Governo do Distrito Federal
16/11/22 às 16h29 - Atualizado em 17/11/22 às 8h30

Assistência social define regiões para melhorar atendimento

Sedes vai subsidiar o planejamento territorializado de ações, serviços, programas e projetos baseados na realidade de cada local

 

A fim de otimizar o atendimento socioassistencial às famílias brasilienses, a Secretaria de Desenvolvimento Social (Sedes) editou uma nova portaria e agrupou as cidades do DF em oito macrorregiões.
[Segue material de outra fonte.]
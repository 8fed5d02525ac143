//! [`captureStream()`][1] extension of [HTMLMediaElement][2], which
//! `web-sys` doesn't expose.
//!
//! [1]: https://w3.org/TR/mediacapture-fromelement/#dom-htmlmediaelement-capturestream
//! [2]: https://html.spec.whatwg.org/multipage/media.html#htmlmediaelement

use wasm_bindgen::prelude::*;
use web_sys::{HtmlVideoElement, MediaStream};

#[wasm_bindgen]
extern "C" {
    /// [HTMLVideoElement][1] with the [`captureStream()`][2] extension.
    ///
    /// [1]: https://html.spec.whatwg.org/multipage/media.html#htmlvideoelement
    /// [2]: https://w3.org/TR/mediacapture-fromelement
    #[wasm_bindgen(extends = HtmlVideoElement)]
    type CapturableVideoElement;

    #[wasm_bindgen(method, js_name = captureStream)]
    fn capture_stream_js(this: &CapturableVideoElement) -> MediaStream;
}

/// Returns a [MediaStream][1] of the element's current playback.
///
/// [1]: https://w3.org/TR/mediacapture-streams/#mediastream
pub fn capture_stream(video: &HtmlVideoElement) -> MediaStream {
    use wasm_bindgen::JsCast as _;

    video.unchecked_ref::<CapturableVideoElement>().capture_stream_js()
}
O objetivo da medida é subsidiar o planejamento territorializado de ações, serviços, programas e projetos baseados nas características em comum dos locais.

 

Ações sociais serão distribuídas entre as macrorregiões traçadas para melhor atendimento | Foto: Lúcio Bernardo Jr./Agência Brasília

“A proposta é integrar ações no âmbito da proteção social, da vigilância socioassistencial e da defesa de direitos e a realidade socioterritorial local”, explica a secretária de Desenvolvimento Social, Ana Paula Marra. “Dessa forma, vamos estabelecer parâmetros territoriais para a revisão, efetiva instituição e funcionamento do Plano Distrital de Assistência Social.”

 

Unidades integradas

 

A partir de uma análise técnica das dinâmicas territoriais, bem como ordenamento, planejamento e gestão da política socioassistencial, o agrupamento fica estabelecido neste formato:

→ Região Central – Plano Piloto, Cruzeiro, Sudoeste/Octogonal, Lago Sul, Lago Norte e Varjão;
→ Região Centro-Oeste – Vicente Pires, Taguatinga, Águas Claras e Arniqueira;
→ Região Centro-Sul – SIA, SCIA-Estrutural, Núcleo Bandeirante, Park Way, Guará e Candangolândia;
→ Região Leste – São Sebastião, Jardim Botânico, Itapoã e Paranoá;
→ Região Norte – Sobradinho, Sobradinho II, Fercal e Planaltina;
→ Região Oeste – Ceilândia, Sol Nascente/Pôr do Sol e Brazlândia;
→ Região Sudoeste – Samambaia, Recanto das Emas, Riacho Fundo e Riacho Fundo II;
→ Região Sul – Gama e Santa Maria.

 

A regionalização vai favorecer a integração das unidades por meio de reuniões e planejamentos em conjunto, a utilização em conjunto da base de dados do Cadastro Único como ferramenta para construção de mapas de vulnerabilidade social dos territórios, de modo a traçar o perfil de populações e estimar a demanda potencial dos serviços, e a ampliação da oferta nos territórios, com o objetivo de facilitar o acesso da população a programas, projetos, serviços e benefícios socioassistenciais.

 

O próximo passo é estabelecer diretrizes que definam essa atuação integrada entre as equipes das unidades. “Com essa etapa em prática, os profissionais vão estabelecer rotinas dinâmicas para atendimento ao público”, sinaliza a secretária Ana Paula Marra.